I have a set of wheels that I have been hoarding from one lightweight bike to the next for the past couple years. They are Roval Control SL Team LTD wheels. They weigh 1245g for the set. This is kinda cheating, but it’s cheating with a known quantity. In my mind, this particular model of Top Fuel should have come with a set of 1500-1600g wheels to begin with, and that the down-spec to the boat anchors that were on it was one of those internal budget/profit decisions that really feels like a poke in the eye. Shedding a couple pounds of rotating mass will be fun.

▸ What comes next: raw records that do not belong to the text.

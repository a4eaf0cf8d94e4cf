//! Texture-projection records and the compiled-to-editor reduction.
//!
//! A compiled face stores its texture projection as two raw axis vectors
//! whose length encodes scale, plus a texture-space translation baked
//! against the owning entity's world origin. The editor form stores unit
//! axes, explicit scale factors, an integer rotation against the canonical
//! basis for the face orientation, and an origin-independent translation.
//!
//! The typical flow for untrusted compiled input is [`sanitize()`] followed
//! by [`to_editor()`]; [`reconstruct()`] packages exactly that. Both stages
//! are pure and independently callable.

mod basis;
mod convert;
mod sanitize;

#[cfg(test)]
mod tests;

pub use basis::{canonical_basis, default_axes};
pub use convert::{TexInfoError, to_editor, try_to_editor};
pub use sanitize::{SanitizeDiagnostics, sanitize, sanitize_with_diagnostics};

use serde::{Deserialize, Serialize};

use crate::geom::{Plane, UvPair, Vec3};

/// Neutral surface flags emitted by the converter. The real surface and
/// content flags are substituted by the writer stage.
pub const NEUTRAL_FLAGS: u32 = 0;

/// Sentinel texture index emitted by the converter; the texture-resolution
/// stage binds the real index later.
pub const TEXTURE_UNRESOLVED: i32 = -1;

/// A texture projection, covering both the compiled and the editor variant.
///
/// Compiled form: `u_axis`/`v_axis` carry arbitrary length (length encodes
/// scale) and `translation` is relative to the owning entity's origin;
/// `scale` and `rotation` are not meaningful yet. Editor form, as produced
/// by [`to_editor`]: unit axes, explicit per-axis scale, integer rotation in
/// [0, 360), origin-independent translation.
#[derive(Debug, Clone, Copy, PartialEq, Serialize, Deserialize)]
pub struct TexInfo {
    pub u_axis: Vec3,
    pub v_axis: Vec3,
    pub translation: UvPair,
    pub scale: UvPair,
    pub rotation: i32,
    pub flags: u32,
    pub texture: i32,
}

impl TexInfo {
    /// Build a compiled-form record as the parser stage supplies it: raw
    /// axes and translation, neutral everything else.
    #[must_use]
    pub const fn compiled(u_axis: Vec3, v_axis: Vec3, translation: UvPair) -> Self {
        Self {
            u_axis,
            v_axis,
            translation,
            scale: UvPair::new(1.0, 1.0),
            rotation: 0,
            flags: NEUTRAL_FLAGS,
            texture: TEXTURE_UNRESOLVED,
        }
    }
}

/// Sanitize a compiled record against its face plane, then reduce it to
/// editor form. Repairs are reported back and logged at debug level.
#[must_use]
pub fn reconstruct(info: &TexInfo, plane: &Plane, origin: Vec3) -> (TexInfo, SanitizeDiagnostics) {
    let (clean, diagnostics) = sanitize_with_diagnostics(info, plane);
    if !diagnostics.is_clean() {
        log::debug!("repaired texture projection before reduction: {diagnostics:?}");
    }
    (to_editor(&clean, origin), diagnostics)
}
//! Canonical texture-axis bases by face orientation.
//!
//! Every face orientation maps to exactly one of three fixed axis pairs;
//! editor rotations are measured against the selected pair. The decision
//! table replicates the historical compiler convention, so the cutoffs are
//! hard and the cases never blend.

use crate::geom::{Plane, Vec3};

/// Dominant-Z cutoff separating floors and ceilings from walls.
const FLOOR_CEILING_CUTOFF: f64 = 0.999;

const FLOOR_CEILING: (Vec3, Vec3) = (Vec3::new(1.0, 0.0, 0.0), Vec3::new(0.0, -1.0, 0.0));
const EAST_WEST_WALL: (Vec3, Vec3) = (Vec3::new(0.0, 1.0, 0.0), Vec3::new(0.0, 0.0, -1.0));
const NORTH_SOUTH_WALL: (Vec3, Vec3) = (Vec3::new(1.0, 0.0, 0.0), Vec3::new(0.0, 0.0, -1.0));

/// Select the canonical `(base_u, base_v)` pair for a unit face normal.
///
/// Ordered decision table, first match wins:
/// 1. `|normal.z| > 0.999` - floor or ceiling.
/// 2. `|normal.x| > |normal.y|` - east/west wall.
/// 3. otherwise - north/south wall.
#[must_use]
pub fn canonical_basis(normal: Vec3) -> (Vec3, Vec3) {
    if normal.z.abs() > FLOOR_CEILING_CUTOFF {
        FLOOR_CEILING
    } else if normal.x.abs() > normal.y.abs() {
        EAST_WEST_WALL
    } else {
        NORTH_SOUTH_WALL
    }
}

/// Default axis pair for a face plane, used when the sanitizer discards
/// unusable compiled axes. Same classification as [`canonical_basis`]; the
/// returned axes are unit length, which in the compiled convention encodes
/// scale 1.
#[must_use]
pub fn default_axes(plane: &Plane) -> (Vec3, Vec3) {
    canonical_basis(plane.normal)
}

This will wait until after the suspension gets lengthened, so that I can get an apples-to-apples read on how the extra suspension impacts the pedaling and climbing manners, if at all.
As it sits right now, I really like the Top Fuel. It sits right there neck and neck with the SB120 as one of my favorite pedal all day anywhere bikes. I want to find out if the extra suspension will make it more able to hang in the rough stuff with something like the battleship stable Transition Smuggler I just reviewed, or maybe put it into the same super-fun realm as the Mondraker Raze. And IF these changes do manage to up-category the little Trek, will they come at the expense of that wonderful pedalability? Only one way to find out...
Comments
Cooper Quinn
1 month, 2 weeks ago
Aaaah, falling for the classic "I bought a light little bike and now I'm gonna turn it into a bigger bike" trap like Johnny Cash.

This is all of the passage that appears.